One rule sometimes used in the IANA time zone database for creating new abbreviations is to use the ISO alpha-2 country codes. The idea presented here applies such a rule rigidly.

Apart from that the idea presented also applies rigid rules for marcation of offset changes like daylight saving time and uses a fixed length of five characters in the long mode and four characters in the short mode.

Features

If the first two letters are an ISO 3166-1 alpha-2 country code, one can:

derive the country of the time zone to which the abbreviation belongs from the abbreviation and from knowledge of the current ISO country code for that country. This is not possible with current IANA time zone database abbreviations like CET, IST, EDT, GALT, EAST, CT (e.g. Cuba Time), CUT (1924 Central Ukraine Time).
group the abbreviations by country, alone by alphabetic sorting of the abbreviations. This is not possible with current IANA time zone database abbreviations like CST (US), CT (Cuba), PST (US).
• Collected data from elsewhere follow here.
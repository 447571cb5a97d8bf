use std::fmt::Debug;

/// Index of a square along the traversal order, starting at 0.
pub type Tile = u16;

/// Grid position of a tile. `row` 0 is the row the pieces start on.
#[derive(Clone, Copy, PartialEq, Eq, Hash, PartialOrd, Ord)]
pub struct Coord {
    pub col: u8,
    pub row: u8,
}

impl Coord {
    pub const fn new(col: u8, row: u8) -> Self {
        Coord { col, row }
    }

    pub fn manhattan(&self, other: &Coord) -> u16 {
        self.col.abs_diff(other.col) as u16 + self.row.abs_diff(other.row) as u16
    }
}

impl Debug for Coord {
    fn fmt(&self, f: &mut std::fmt::Formatter<'_>) -> std::fmt::Result {
        write!(f, "({}, {})", self.col, self.row)
    }
}

/// Direction a piece faces while standing on a tile.
#[derive(Debug, Clone, Copy, PartialEq, Eq, Hash)]
pub enum Heading {
    North,
    East,
    South,
    West,
}

impl Heading {
    /// Direction of a single step from `from` to the grid-adjacent `to`.
    pub fn between(from: Coord, to: Coord) -> Option<Heading> {
        match (to.col as i16 - from.col as i16, to.row as i16 - from.row as i16) {
            (1, 0) => Some(Heading::East),
            (-1, 0) => Some(Heading::West),
            (0, 1) => Some(Heading::North),
            (0, -1) => Some(Heading::South),
            _ => None,
        }
    }

    /// Rotation in radians, counter-clockwise from East.
    pub fn radians(&self) -> f32 {
        match self {
            Heading::East => 0.0,
            Heading::North => std::f32::consts::FRAC_PI_2,
            Heading::West => std::f32::consts::PI,
            Heading::South => -std::f32::consts::FRAC_PI_2,
        }
    }
}

#[cfg(test)]
mod tests {
    use super::*;

    #[test]
    fn manhattan_distance() {
        assert_eq!(Coord::new(0, 0).manhattan(&Coord::new(3, 4)), 7);
        assert_eq!(Coord::new(9, 2).manhattan(&Coord::new(9, 3)), 1);
        assert_eq!(Coord::new(5, 5).manhattan(&Coord::new(5, 5)), 0);
    }

    #[test]
    fn heading_between_neighbours() {
        let c = Coord::new(4, 4);
        assert_eq!(Heading::between(c, Coord::new(5, 4)), Some(Heading::East));
        assert_eq!(Heading::between(c, Coord::new(3, 4)), Some(Heading::West));
        assert_eq!(Heading::between(c, Coord::new(4, 5)), Some(Heading::North));
        assert_eq!(Heading::between(c, Coord::new(4, 3)), Some(Heading::South));
        assert_eq!(Heading::between(c, Coord::new(6, 4)), None);
        assert_eq!(Heading::between(c, c), None);
    }
}
use std::path::PathBuf;

use clap::{Parser, Subcommand};
use snakes_ladders::ladders::{ConfigError, GameConfig};

/// Snakes and ladders on a zigzag board
#[derive(Parser, Debug)]
#[command(name = "snakes_ladders", version, about, long_about = None)]
pub struct Cli {
    /// TOML file overriding the classic board
    #[arg(short, long, global = true)]
    pub config: Option<PathBuf>,

    #[command(subcommand)]
    pub command: Option<Command>,
}

#[derive(Subcommand, Debug, Clone, PartialEq, Eq)]
pub enum Command {
    /// Open the board window (default)
    Play {
        /// Roll automatically whenever the board is idle
        #[arg(long)]
        auto: bool,
    },

    /// Play many games without a window and print statistics
    Simulate {
        #[arg(short, long, default_value = "10000")]
        games: u64,

        #[arg(long, default_value = "0")]
        seed: u64,
    },
}

impl Cli {
    pub fn load_config(&self) -> Result<GameConfig, ConfigError> {
        match &self.config {
            Some(path) => GameConfig::from_file(path),
            None => Ok(GameConfig::default()),
        }
    }

    pub fn command(&self) -> Command {
        self.command.clone().unwrap_or(Command::Play { auto: false })
    }
}

#[cfg(test)]
mod tests {
    use super::*;

    #[test]
    fn play_is_the_default() {
        let cli = Cli::parse_from(["snakes_ladders"]);
        assert_eq!(cli.command(), Command::Play { auto: false });
        assert!(cli.config.is_none());
    }

    #[test]
    fn simulate_arguments() {
        let cli = Cli::parse_from(["snakes_ladders", "simulate", "--games", "50", "--seed", "3", "-c", "board.toml"]);
        assert_eq!(cli.command(), Command::Simulate { games: 50, seed: 3 });
        assert_eq!(cli.config, Some(PathBuf::from("board.toml")));
    }
}
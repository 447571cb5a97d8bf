mod scheduler;
pub use scheduler::Scheduler;
use rand::{Rng, random_range};

use crate::ladders::{ConfigError, RollError};

/// A single fair die numbered `1..=faces`.
#[derive(Debug, Clone, Copy, PartialEq, Eq, Hash)]
pub struct Die {
    faces: u8,
}

impl Die {
    pub const STANDARD: Die = Die { faces: 6 };

    pub fn new(faces: u8) -> Result<Self, ConfigError> {
        if faces == 0 {
            return Err(ConfigError::NoFaces);
        }
        Ok(Die { faces })
    }

    pub fn faces(&self) -> u8 {
        self.faces
    }

    pub fn roll(&self) -> u8 {
        random_range(1..=self.faces)
    }

    pub fn roll_with<R: Rng + ?Sized>(&self, rng: &mut R) -> u8 {
        rng.random_range(1..=self.faces)
    }

    /// Accepts `steps` only if this die could have shown it.
    pub fn check(&self, steps: u8) -> Result<u8, RollError> {
        if (1..=self.faces).contains(&steps) {
            Ok(steps)
        } else {
            Err(RollError::InvalidRoll { steps, faces: self.faces })
        }
    }
}

impl Default for Die {
    fn default() -> Self {
        Die::STANDARD
    }
}

#[cfg(test)]
mod tests {
    use super::*;
    use rand::{SeedableRng, rngs::StdRng};

    #[test]
    fn test_die_roll() {
        let die = Die::STANDARD;
        for _ in 1..=100 {
            let value = die.roll();
            assert!((1..=6).contains(&value));
        }
    }

    #[test]
    fn seeded_rolls_repeat() {
        let die = Die::new(12).unwrap();
        let a: Vec<u8> = {
            let mut rng = StdRng::seed_from_u64(7);
            (0..50).map(|_| die.roll_with(&mut rng)).collect()
        };
        let b: Vec<u8> = {
            let mut rng = StdRng::seed_from_u64(7);
            (0..50).map(|_| die.roll_with(&mut rng)).collect()
        };
        assert_eq!(a, b);
        assert!(a.iter().all(|v| (1..=12).contains(v)));
    }

    #[test]
    fn check_bounds() {
        let die = Die::STANDARD;
        assert_eq!(die.check(1), Ok(1));
        assert_eq!(die.check(6), Ok(6));
        assert_eq!(die.check(0), Err(RollError::InvalidRoll { steps: 0, faces: 6 }));
        assert_eq!(die.check(7), Err(RollError::InvalidRoll { steps: 7, faces: 6 }));
    }

    #[test]
    fn zero_faces_rejected() {
        assert!(matches!(Die::new(0), Err(ConfigError::NoFaces)));
    }
}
If the year is known, one can identify the time zone for any given abbreviation. This is not possible with current IANA time zone database abbreviations like IST.

The system reduces the number of IANA time zones for some abbreviations, e.g. IST is used for Asia/Jerusalem, Asia/Kolkata, while INCT would only refer to Asia/Kolkata.

Definitions

General

D0.1) DST - Daylight saving time
D0.2) Format: "<CO><L><S>T" #abbreviations would be four or five letters long. Details in D1 to D4.

Components

D1) CO - country code and similar

Regex /[A-Z]{2}/
ISO 3166-1 alpha-2 country code or,
a special code like "EU" or,
a code from the private use area to define larger regions, e.g.:
- XA - ASEAN
- XE - "East" for UTC offset zones having positive offset, e.g. UTC+02
- XW - "West" for UTC offset zones having negative offset, e.g. UTC-02
- ZZ - the whole world, used for UTC and UTC offset zones, details see examples.

D2) L - location code and similar

Regex /[A-Z0-9]{1}/
D2.1) A character from the set [A-Z], unique for each real time zone within the country. Preferably not from the set [SDF] or any letter agreed in D3 for offset changes or reserved there.
D2.2) A character from the set [0-9] for numbered zones, e.g. in Russia.
D2.3) The letter C (Common Time) for the most common time, maybe also N derived from "National Time".
D2.4) The letter Z could be used if there is only one time zone. Could be dropped for countries that only have one zone, but mandatory per D0.2).
D2.5) For UTC offset zones that start with ZZ, when using date-time group (DTG) letters, the letter G - not the letter L to make changing into or from E harder. Otherwise either E for East or W for West, as defined in D1.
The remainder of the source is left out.